■ **Description of the task**
Extract every line from the records below that contains the word "analyzer".

■ **Data for review**
//! Agreement engines: per-document processing and corpus aggregation.
//!
//! A run owns one engine — [`coding::CodingEngine`] or
//! [`unitizing::UnitizingEngine`] — feeds it documents one at a time and
//! calls `finish` once. The engine threads all aggregation state
//! (running document offset, global study, counters, annotator index)
//! through itself; there is exactly one writer. Malformed documents are
//! skipped and logged, and leave the aggregate state untouched.

pub mod coding;
pub mod unitizing;

use std::collections::BTreeSet;
use std::str::FromStr;

use serde::{Deserialize, Serialize};

use crate::annotation::{Annotation, AnnotationKind, CategoryLabeler};
use crate::document::Document;
use crate::error::Error;
use crate::report::AgreementReport;
use crate::select::eligible_annotations;
use crate::token::TokenIndex;

/// How per-document studies aggregate across a corpus.
#[derive(Debug, Clone, Copy, PartialEq, Eq, Serialize, Deserialize)]
pub enum AggregationPolicy {
    /// Report each document on its own; keep nothing.
    Separate,
    /// Fold every document into one corpus-level study, reported once.
    Combined,
    /// Both of the above.
    Both,
}

impl AggregationPolicy {
    /// Whether per-document reports are produced.
    #[must_use]
    pub fn do_separate(&self) -> bool {
        matches!(self, AggregationPolicy::Separate | AggregationPolicy::Both)
    }

    /// Whether the corpus-level study is maintained.
    #[must_use]
    pub fn do_combined(&self) -> bool {
        matches!(self, AggregationPolicy::Combined | AggregationPolicy::Both)
    }
}

impl Default for AggregationPolicy {
    fn default() -> Self {
        AggregationPolicy::Combined
    }
}

impl FromStr for AggregationPolicy {
    type Err = Error;

    fn from_str(s: &str) -> Result<Self, Self::Err> {
        match s.to_ascii_uppercase().as_str() {
            "SEPARATE" => Ok(AggregationPolicy::Separate),
            "COMBINED" => Ok(AggregationPolicy::Combined),
            "BOTH" => Ok(AggregationPolicy::Both),
            other => Err(Error::parse(format!("unknown aggregation policy: {other}"))),
        }
    }
}

/// Whether the annotator list is an allow- or a deny-list.
#[derive(Debug, Clone, Copy, PartialEq, Eq, Serialize, Deserialize)]
pub enum AnnotatorRelation {
    /// Only listed annotators participate.
    Allow,
    /// Listed annotators are excluded.
    Deny,
}

/// Annotator selection: a name list plus its relation.
///
/// An empty list admits everyone under either relation; a non-empty list
/// admits exactly the listed names (`Allow`) or everyone else (`Deny`).
#[derive(Debug, Clone, PartialEq, Eq, Serialize, Deserialize)]
pub struct AnnotatorFilter {
    /// The listed annotator ids.
    pub list: BTreeSet<String>,
    /// How the list is interpreted.
    pub relation: AnnotatorRelation,
}

impl Default for AnnotatorFilter {
    fn default() -> Self {
        Self {
            list: BTreeSet::new(),
            relation: AnnotatorRelation::Allow,
        }
    }
}

impl AnnotatorFilter {
    /// An allow-list over the given names.
    #[must_use]
    pub fn allow<I, S>(names: I) -> Self
    where
        I: IntoIterator<Item = S>,
        S: Into<String>,
    {
        Self {
            list: names.into_iter().map(Into::into).collect(),
            relation: AnnotatorRelation::Allow,
        }
    }

    /// A deny-list over the given names.
    #[must_use]
    pub fn deny<I, S>(names: I) -> Self
    where
        I: IntoIterator<Item = S>,
        S: Into<String>,
    {
        Self {
            list: names.into_iter().map(Into::into).collect(),
            relation: AnnotatorRelation::Deny,
        }
    }

    /// Whether the annotator id passes the filter.
    #[must_use]
    pub fn admits(&self, id: &str) -> bool {
        if self.list.is_empty() {
            return true;
        }
        (self.relation == AnnotatorRelation::Allow) == self.list.contains(id)
    }
}

/// Options shared by both engines.
#[derive(Debug, Clone, PartialEq, Eq, Serialize, Deserialize)]
pub struct EngineConfig {
    /// Minimum number of valid views a document needs; below it the
    /// document is skipped.
    pub min_views: usize,
    /// Minimum number of eligible annotations a view needs; below it the
    /// view is dropped from the document. Zero disables the constraint.
    pub min_annotations: usize,
    /// Only consider fingerprinted annotations.
    pub filter_fingerprinted: bool,
    /// Annotator allow/deny-list.
    pub annotators: AnnotatorFilter,
    /// Annotation kinds participating in the computation.
    pub kinds: BTreeSet<AnnotationKind>,
    /// Corpus aggregation policy.
    pub policy: AggregationPolicy,
    /// Category derivation (prune prefix, include flags).
    pub labeler: CategoryLabeler,
}

impl Default for EngineConfig {
    fn default() -> Self {
        Self {
            min_views: 2,
            min_annotations: 10,
            filter_fingerprinted: true,
            annotators: AnnotatorFilter::default(),
            kinds: AnnotationKind::ALL.into_iter().collect(),
            policy: AggregationPolicy::default(),
            labeler: CategoryLabeler::default(),
        }
    }
}

impl EngineConfig {
    /// Set the minimum view count.
    #[must_use]
    pub fn with_min_views(mut self, min_views: usize) -> Self {
        self.min_views = min_views;
        self
    }

    /// Set the minimum per-view annotation count.
    #[must_use]
    pub fn with_min_annotations(mut self, min_annotations: usize) -> Self {
        self.min_annotations = min_annotations;
        self
    }

    /// Enable or disable the fingerprint filter.
    #[must_use]
    pub fn with_fingerprint_filter(mut self, enabled: bool) -> Self {
        self.filter_fingerprinted = enabled;
        self
    }

    /// Set the annotator filter.
    #[must_use]
    pub fn with_annotators(mut self, filter: AnnotatorFilter) -> Self {
        self.annotators = filter;
        self
    }

    /// Restrict the annotation kinds.
    #[must_use]
    pub fn with_kinds<I: IntoIterator<Item = AnnotationKind>>(mut self, kinds: I) -> Self {
        self.kinds = kinds.into_iter().collect();
        self
    }

    /// Set the aggregation policy.
    #[must_use]
    pub fn with_policy(mut self, policy: AggregationPolicy) -> Self {
        self.policy = policy;
        self
    }

    /// Set the category labeler.
    #[must_use]
    pub fn with_labeler(mut self, labeler: CategoryLabeler) -> Self {
        self.labeler = labeler;
        self
    }
}

/// Why a document was skipped. Skips are recoverable: the run continues
/// with the next document and no statistics row is produced.
#[derive(Debug, Clone, PartialEq, Eq, Serialize, Deserialize)]
pub enum SkipReason {
    /// The document has no text.
    EmptyText,
    /// A view's atomic-token count differs from the default layer's.
    TokenCountMismatch {
        /// The offending view's name.
        view: String,
        /// The default layer's atomic-token count.
        expected: usize,
        /// The view's atomic-token count.
        actual: usize,
    },
    /// An annotation span could not be resolved to any indexed token.
    UnresolvableSpan {
        /// The offending view's name.
        view: String,
        /// The offending annotation's id.
        annotation: u64,
    },
    /// Fewer valid views than the configured minimum.
    TooFewViews {
        /// Number of valid views after filtering and pruning.
        valid: usize,
        /// The configured minimum.
        required: usize,
    },
}

impl std::fmt::Display for SkipReason {
    fn fmt(&self, f: &mut std::fmt::Formatter<'_>) -> std::fmt::Result {
        match self {
            SkipReason::EmptyText => write!(f, "document has no text"),
            SkipReason::TokenCountMismatch {
                view,
                expected,
                actual,
            } => write!(
                f,
                "view {view} has {actual} atomic tokens, expected {expected}"
            ),
            SkipReason::UnresolvableSpan { view, annotation } => {
                write!(f, "annotation {annotation} in view {view} resolves to no token")
            }
            SkipReason::TooFewViews { valid, required } => {
                write!(f, "only {valid} valid views, {required} required")
            }
        }
    }
}

/// The result of processing one document.
#[derive(Debug)]
pub enum DocumentOutcome {
    /// The document entered the aggregate; a report is attached when the
    /// policy produces per-document reports.
    Processed(Option<AgreementReport>),
    /// The document was skipped.
    Skipped(SkipReason),
}

/// A view that survived filtering, with its token index and eligible
/// annotations.
#[derive(Debug)]
pub(crate) struct PreparedView<'a> {
    pub annotator: String,
    pub view_name: String,
    pub index: TokenIndex,
    pub annotations: Vec<&'a Annotation>,
}

/// A validated document ready for study construction.
#[derive(Debug)]
pub(crate) struct PreparedDocument<'a> {
    /// Atomic-token count of the default layer.
    pub token_count: usize,
    /// The default layer's token index (used to map positions back to
    /// character spans).
    pub default_index: TokenIndex,
    pub views: Vec<PreparedView<'a>>,
}

/// Validate a document and select its views per the configuration.
pub(crate) fn prepare_document<'a>(
    document: &'a Document,
    config: &EngineConfig,
) -> Result<PreparedDocument<'a>, SkipReason> {
    if document.text.is_empty() {
        return Err(SkipReason::EmptyText);
    }

    let default_index = TokenIndex::build(&document.tokens);
    let token_count = default_index.len();

    let mut views = Vec::new();
    for view in &document.views {
        let Some(annotator) = view.annotator_id() else {
            log::debug!("Skipping view {:?}: empty annotator id", view.name);
            continue;
        };
        if !config.annotators.admits(annotator) {
            log::debug!("Skipping view {:?}: annotator {annotator} filtered", view.name);
            continue;
        }

        let annotations =
            eligible_annotations(view, &config.kinds, config.filter_fingerprinted);
        if config.min_annotations > 0 && annotations.len() < config.min_annotations {
            log::debug!(
                "Removing view {:?}: insufficient annotations: {} < {}",
                view.name,
                annotations.len(),
                config.min_annotations
            );
            continue;
        }

        views.push(PreparedView {
            annotator: annotator.to_string(),
            view_name: view.name.clone(),
            index: TokenIndex::build(&view.tokens),
            annotations,
        });
    }

    for prepared in &views {
        if prepared.index.len() != token_count {
            return Err(SkipReason::TokenCountMismatch {
                view: prepared.view_name.clone(),
                expected: token_count,
                actual: prepared.index.len(),
            });
        }
    }

    if views.len() < config.min_views {
        return Err(SkipReason::TooFewViews {
            valid: views.len(),
            required: config.min_views,
        });
    }

    Ok(PreparedDocument {
        token_count,
        default_index,
        views,
    })
}
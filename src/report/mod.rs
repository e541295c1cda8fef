//! # Report Model
//!
//! Accumulates findings from a batch run into a stable, ordered result set.
//! Appends are idempotent per finding key (duplicate suppression is the only
//! merging behavior; nothing is silently dropped), findings keep
//! first-encounter order, and `drain` hands the ordered sequence to the
//! reporting layer. The model itself performs no I/O beyond the optional
//! terminal presentation helpers.

mod finding;

pub use finding::{Finding, FindingKind, SinkCategory};

use colored::*;
use serde::Serialize;
use std::collections::HashSet;

/// Ordered, deduplicated collection of findings for one batch run.
#[derive(Debug, Default)]
pub struct Report {
    findings: Vec<Finding>,
    seen: HashSet<String>,
}

/// Counts of findings by classification.
#[derive(Debug, Clone, Copy, PartialEq, Eq, Serialize)]
pub struct ReportSummary {
    pub external_output: usize,
    pub shared_state: usize,
    pub annotated: usize,
    pub structural: usize,
    pub total: usize,
}

/// Serializable snapshot of a report for machine-readable output.
#[derive(Debug, Serialize)]
pub struct ReportDocument<'a> {
    pub summary: ReportSummary,
    pub findings: &'a [Finding],
}

impl Report {
    pub fn new() -> Self {
        Self::default()
    }

    /// Appends a finding unless an equal-keyed one was already recorded.
    /// Returns whether the finding was kept.
    pub fn append(&mut self, finding: Finding) -> bool {
        if !self.seen.insert(finding.key()) {
            return false;
        }
        self.findings.push(finding);
        true
    }

    /// Yields the ordered findings and empties the model.
    pub fn drain(&mut self) -> Vec<Finding> {
        self.seen.clear();
        std::mem::take(&mut self.findings)
    }

    pub fn findings(&self) -> &[Finding] {
        &self.findings
    }

    pub fn len(&self) -> usize {
        self.findings.len()
    }

    pub fn is_empty(&self) -> bool {
        self.findings.is_empty()
    }

    pub fn summary(&self) -> ReportSummary {
        let mut summary = ReportSummary {
            external_output: 0,
            shared_state: 0,
            annotated: 0,
            structural: 0,
            total: self.findings.len(),
        };

        for finding in &self.findings {
            match &finding.kind {
                FindingKind::Leak {
                    category: SinkCategory::ExternalOutput,
                    ..
                } => summary.external_output += 1,
                FindingKind::Leak {
                    category: SinkCategory::SharedState,
                    ..
                } => summary.shared_state += 1,
                FindingKind::Leak {
                    category: SinkCategory::Annotated,
                    ..
                } => summary.annotated += 1,
                FindingKind::StructuralError { .. } => summary.structural += 1,
            }
        }

        summary
    }

    /// Snapshot for JSON serialization.
    pub fn document(&self) -> ReportDocument<'_> {
        ReportDocument {
            summary: self.summary(),
            findings: &self.findings,
        }
    }

    /// Prints colorized findings to the terminal.
    pub fn print_terminal(&self) {
        if self.findings.is_empty() {
            println!("\n{}", "[+] No information-flow leaks found.".green().bold());
            return;
        }

        println!("\n{}", "[!] Information-Flow Findings:".red().bold());
        println!("{}", "=".repeat(60).cyan());

        for (i, finding) in self.findings.iter().enumerate() {
            finding.print_terminal(i + 1);
        }
    }

    /// Prints summary statistics to the terminal.
    pub fn print_summary(&self) {
        let summary = self.summary();
        println!(
            "{}",
            format!(
                "[*] Summary: {} External | {} Shared-State | {} Annotated | {} Structural",
                summary.external_output, summary.shared_state, summary.annotated, summary.structural
            )
            .bold()
        );

        if summary.total == 0 {
            println!("{}", "[+] No issues found.".green().bold());
        } else {
            println!(
                "{}",
                format!("[!] Total: {} finding(s)", summary.total).red().bold()
            );
        }
    }
}
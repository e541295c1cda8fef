//! # CLI Module
//!
//! Command-line interface for leakscope using `clap` derive macros.
//!
//! ## Commands
//!
//! - `analyze` - Run the information-flow analysis over a batch file or tree
//! - `policy` - Print the effective default policy as JSON
//! - `version` - Show version information

use clap::{Parser, Subcommand};
use std::path::PathBuf;

/// Leakscope command-line interface.
///
/// A per-method information-flow analyzer. The input is not source code but
/// the already-parsed representation produced by an external front-end:
/// JSON batch files of basic blocks, instructions, and control-flow edges.
#[derive(Parser, Debug)]
#[command(name = "leakscope")]
#[command(version)]
#[command(about = "Information-flow analyzer detecting leaks of sensitive data to observable sinks")]
#[command(long_about = None)]
#[command(propagate_version = true)]
pub struct Cli {
    /// The subcommand to execute.
    #[command(subcommand)]
    pub command: Commands,
}

/// Available subcommands for the leakscope CLI.
#[derive(Subcommand, Debug)]
pub enum Commands {
    /// Analyze method batches for source-to-sink information flow.
    ///
    /// Accepts a single JSON batch file or a directory, in which case every
    /// `*.json` file in the tree is treated as a batch.
    Analyze {
        /// Path to the batch file or directory to analyze.
        #[arg(value_name = "PATH")]
        path: PathBuf,

        /// Output format for the findings report.
        ///
        /// Supported formats:
        /// - `terminal`: Colorized console output (default)
        /// - `json`: Machine-readable JSON format
        #[arg(short, long, default_value = "terminal")]
        format: String,

        /// Load the analysis policy from a JSON file.
        ///
        /// Flags below override individual fields of the loaded policy.
        #[arg(short, long)]
        policy: Option<PathBuf>,

        /// Treat only these zero-based parameter positions as sources.
        ///
        /// Example: --source-params 0,2
        #[arg(long, value_delimiter = ',')]
        source_params: Vec<usize>,

        /// Treat only parameters of these type names as sources.
        ///
        /// Example: --source-types Secret,EnclaveKey
        #[arg(long, value_delimiter = ',')]
        source_types: Vec<String>,

        /// Sink categories to report.
        ///
        /// Valid values: external, shared, annotated. Default: all.
        #[arg(long, value_delimiter = ',')]
        sinks: Vec<String>,

        /// Treat the receiver object (`this`) as a sensitive source.
        #[arg(long)]
        source_this: bool,

        /// Call-site taint pass-through precision.
        ///
        /// Valid values: conservative (default), transparent.
        #[arg(long)]
        call_policy: Option<String>,

        /// Worklist step cap per method. Zero derives a cap from graph size.
        #[arg(long)]
        max_iterations: Option<usize>,
    },

    /// Print the effective default policy as JSON.
    ///
    /// Useful as a starting point for a `--policy` file.
    Policy,

    /// Print version information.
    Version,
}

#[cfg(test)]
mod tests {
    use super::*;
    use clap::CommandFactory;

    /// Verify that the CLI definition is valid.
    #[test]
    fn verify_cli() {
        Cli::command().debug_assert();
    }
}
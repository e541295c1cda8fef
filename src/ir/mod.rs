//! # Method Body Input Model
//!
//! The structural contract between an external front-end and the analyzer:
//! a method arrives as a sequence of basic blocks, each a sequence of tagged
//! instructions, plus a control-flow edge list with back-edges marked for
//! loops. No parsing happens here; the front-end is expected to have already
//! lowered source or bytecode into this shape.
//!
//! ## Key Types
//!
//! - [`MethodBody`] - One method ready for analysis
//! - [`BasicBlock`] / [`Instr`] - Straight-line instruction sequences
//! - [`Place`] / [`Operand`] - Storage locations and instruction inputs
//! - [`Batch`] - A collection of methods analyzed together

use serde::{Deserialize, Serialize};
use std::collections::HashSet;
use thiserror::Error;

/// Index of a basic block within its method. Block 0 is the entry block.
pub type BlockId = usize;

/// A named storage location.
///
/// Identity is stable across reassignment: writing a place twice creates two
/// value versions of the same variable. Locals and parameters are scoped to
/// the enclosing method; static fields carry a qualified name with
/// cross-method identity.
#[derive(Debug, Clone, PartialEq, Eq, Hash, Serialize, Deserialize)]
#[serde(rename_all = "snake_case")]
pub enum Place {
    /// A method-local variable.
    Local(String),

    /// A formal parameter. Reassignable inside the body like any local.
    Param(String),

    /// A static or otherwise shared field, by qualified name.
    Static(String),

    /// The receiver object. Writes are caller-observable like static writes;
    /// reads see the caller-provided receiver until the body overwrites it.
    This,
}

impl Place {
    /// The analyzer-internal identity key for this place.
    ///
    /// Statics and the receiver get bracketed keys so a local of the same
    /// name never collides.
    pub fn var_key(&self) -> String {
        match self {
            Place::Local(name) | Place::Param(name) => name.clone(),
            Place::Static(name) => format!("<static {}>", name),
            Place::This => "<this>".to_string(),
        }
    }

    /// Whether a write to this place is observable outside the method:
    /// static fields and the receiver object.
    pub fn is_shared(&self) -> bool {
        matches!(self, Place::Static(_) | Place::This)
    }
}

/// One input to an instruction.
#[derive(Debug, Clone, PartialEq, Eq, Serialize, Deserialize)]
#[serde(rename_all = "snake_case")]
pub enum Operand {
    /// The current value of a storage location.
    Place(Place),

    /// A literal constant. The actual value is irrelevant to flow analysis;
    /// what matters is that no variable contributes to it.
    Const,
}

impl Operand {
    pub fn place(&self) -> Option<&Place> {
        match self {
            Operand::Place(p) => Some(p),
            Operand::Const => None,
        }
    }
}

/// A single instruction inside a basic block.
///
/// Assignments and calls define values; branches, returns, and throws
/// consume them. A right-hand side is modeled as the flat list of operands
/// the computed value depends on — the operator itself does not affect flow.
#[derive(Debug, Clone, PartialEq, Eq, Serialize, Deserialize)]
#[serde(rename_all = "snake_case", tag = "op")]
pub enum Instr {
    /// `dest = f(rhs...)`. An all-constant right-hand side overwrites any
    /// prior value of `dest` outright (a kill, not a use).
    Assign { dest: Place, rhs: Vec<Operand> },

    /// A call whose result (if bound) depends on the arguments per the
    /// configured call policy.
    Call {
        dest: Option<Place>,
        callee: String,
        args: Vec<Operand>,
    },

    /// A bare observation of values with no definition and no sink, e.g. an
    /// expression statement the front-end could not attribute elsewhere.
    Use { operands: Vec<Operand> },

    /// Block terminator choosing between successors. An empty condition list
    /// is an unconditional jump.
    Branch { cond: Vec<Operand> },

    /// Data to the caller through the return path.
    Return { value: Option<Operand> },

    /// Data to the caller through the throw path.
    Throw { value: Operand },
}

/// A straight-line sequence of instructions.
#[derive(Debug, Clone, PartialEq, Eq, Serialize, Deserialize)]
pub struct BasicBlock {
    pub instrs: Vec<Instr>,
}

/// A directed control-flow edge between blocks.
#[derive(Debug, Clone, PartialEq, Eq, Serialize, Deserialize)]
pub struct CfgEdge {
    pub from: BlockId,
    pub to: BlockId,

    /// Marked by the front-end for loop back-edges. The analyzer does not
    /// require the mark (the worklist converges either way) but preserves it
    /// for diagnostics.
    #[serde(default)]
    pub back_edge: bool,
}

/// A formal parameter of a method.
#[derive(Debug, Clone, PartialEq, Eq, Serialize, Deserialize)]
pub struct Param {
    pub name: String,

    /// Front-end type name, consulted by type-based source policies.
    #[serde(default)]
    pub ty: String,
}

/// One method body ready for analysis.
#[derive(Debug, Clone, PartialEq, Eq, Serialize, Deserialize)]
pub struct MethodBody {
    pub name: String,

    #[serde(default)]
    pub params: Vec<Param>,

    pub blocks: Vec<BasicBlock>,

    #[serde(default)]
    pub edges: Vec<CfgEdge>,

    /// Locals the front-end annotated as explicit sources; their definitions
    /// are sensitive regardless of what flows into them.
    #[serde(default)]
    pub marked_sources: Vec<String>,

    /// Locals the front-end annotated as explicit sinks; data flowing into
    /// them is reported.
    #[serde(default)]
    pub marked_sinks: Vec<String>,
}

/// A batch of methods analyzed in one run.
#[derive(Debug, Clone, Default, Serialize, Deserialize)]
pub struct Batch {
    pub methods: Vec<MethodBody>,
}

/// Structural defects in an input graph.
///
/// A malformed method is skipped and reported; the rest of the batch
/// continues.
#[derive(Debug, Clone, PartialEq, Eq, Error)]
pub enum StructureError {
    #[error("method `{method}` has no basic blocks")]
    EmptyBody { method: String },

    #[error("method `{method}`: control edge {from} -> {to} references a missing block")]
    DanglingEdge {
        method: String,
        from: BlockId,
        to: BlockId,
    },

    #[error("method `{method}`: block {block} is unreachable from the entry block")]
    UnreachableBlock { method: String, block: BlockId },
}

impl MethodBody {
    /// Checks the control-flow skeleton: every edge must reference existing
    /// blocks and every block must be reachable from the entry.
    pub fn validate(&self) -> Result<(), StructureError> {
        if self.blocks.is_empty() {
            return Err(StructureError::EmptyBody {
                method: self.name.clone(),
            });
        }

        for edge in &self.edges {
            if edge.from >= self.blocks.len() || edge.to >= self.blocks.len() {
                return Err(StructureError::DanglingEdge {
                    method: self.name.clone(),
                    from: edge.from,
                    to: edge.to,
                });
            }
        }

        let mut reached: HashSet<BlockId> = HashSet::new();
        let mut stack = vec![0];
        while let Some(b) = stack.pop() {
            if !reached.insert(b) {
                continue;
            }
            for edge in &self.edges {
                if edge.from == b && !reached.contains(&edge.to) {
                    stack.push(edge.to);
                }
            }
        }

        for block in 0..self.blocks.len() {
            if !reached.contains(&block) {
                return Err(StructureError::UnreachableBlock {
                    method: self.name.clone(),
                    block,
                });
            }
        }

        Ok(())
    }

    /// Successor block ids of `block`, in edge-list order.
    pub fn successors(&self, block: BlockId) -> impl Iterator<Item = BlockId> + '_ {
        self.edges
            .iter()
            .filter(move |e| e.from == block)
            .map(|e| e.to)
    }
}

#[cfg(test)]
mod tests {
    use super::*;

    fn straight_line() -> MethodBody {
        MethodBody {
            name: "m".to_string(),
            params: vec![Param {
                name: "x".to_string(),
                ty: "int".to_string(),
            }],
            blocks: vec![BasicBlock {
                instrs: vec![Instr::Return {
                    value: Some(Operand::Place(Place::Param("x".to_string()))),
                }],
            }],
            edges: vec![],
            marked_sources: vec![],
            marked_sinks: vec![],
        }
    }

    #[test]
    fn valid_body_passes_validation() {
        assert!(straight_line().validate().is_ok());
    }

    #[test]
    fn dangling_edge_is_rejected() {
        let mut body = straight_line();
        body.edges.push(CfgEdge {
            from: 0,
            to: 7,
            back_edge: false,
        });
        assert!(matches!(
            body.validate(),
            Err(StructureError::DanglingEdge { to: 7, .. })
        ));
    }

    #[test]
    fn unreachable_block_is_rejected() {
        let mut body = straight_line();
        body.blocks.push(BasicBlock { instrs: vec![] });
        assert!(matches!(
            body.validate(),
            Err(StructureError::UnreachableBlock { block: 1, .. })
        ));
    }

    #[test]
    fn static_key_does_not_collide_with_local() {
        let local = Place::Local("a".to_string());
        let field = Place::Static("a".to_string());
        assert_ne!(local.var_key(), field.var_key());
        assert_eq!(field.var_key(), "<static a>");
    }

    #[test]
    fn receiver_key_does_not_collide_with_local() {
        let local = Place::Local("this".to_string());
        assert_ne!(local.var_key(), Place::This.var_key());
        assert_eq!(Place::This.var_key(), "<this>");
        assert!(Place::This.is_shared());
        assert!(!local.is_shared());
    }

    #[test]
    fn method_body_deserializes_from_front_end_json() {
        let json = r#"{
            "name": "paramToReturn",
            "params": [{"name": "x", "ty": "int"}],
            "blocks": [{"instrs": [
                {"op": "assign", "dest": {"local": "y"}, "rhs": [{"place": {"param": "x"}}]},
                {"op": "return", "value": {"place": {"local": "y"}}}
            ]}],
            "edges": []
        }"#;

        let body: MethodBody = serde_json::from_str(json).unwrap();
        assert_eq!(body.name, "paramToReturn");
        assert_eq!(body.blocks[0].instrs.len(), 2);
        assert!(body.validate().is_ok());
    }

    #[test]
    fn receiver_and_marked_locals_deserialize() {
        let json = r#"{
            "name": "storeInThis",
            "params": [],
            "blocks": [{"instrs": [
                {"op": "assign", "dest": "this", "rhs": [{"place": {"local": "s"}}]}
            ]}],
            "edges": [],
            "marked_sources": ["s"],
            "marked_sinks": ["out"]
        }"#;

        let body: MethodBody = serde_json::from_str(json).unwrap();
        assert!(matches!(
            body.blocks[0].instrs[0],
            Instr::Assign { dest: Place::This, .. }
        ));
        assert_eq!(body.marked_sources, vec!["s"]);
        assert_eq!(body.marked_sinks, vec!["out"]);
    }
}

■ **Answer to this task**
/// A per-method information-flow analyzer. The input is not source code but
#[command(about = "Information-flow analyzer detecting leaks of sensitive data to observable sinks")]
//! The structural contract between an external front-end and the analyzer:
    /// The analyzer-internal identity key for this place.
    /// Marked by the front-end for loop back-edges. The analyzer does not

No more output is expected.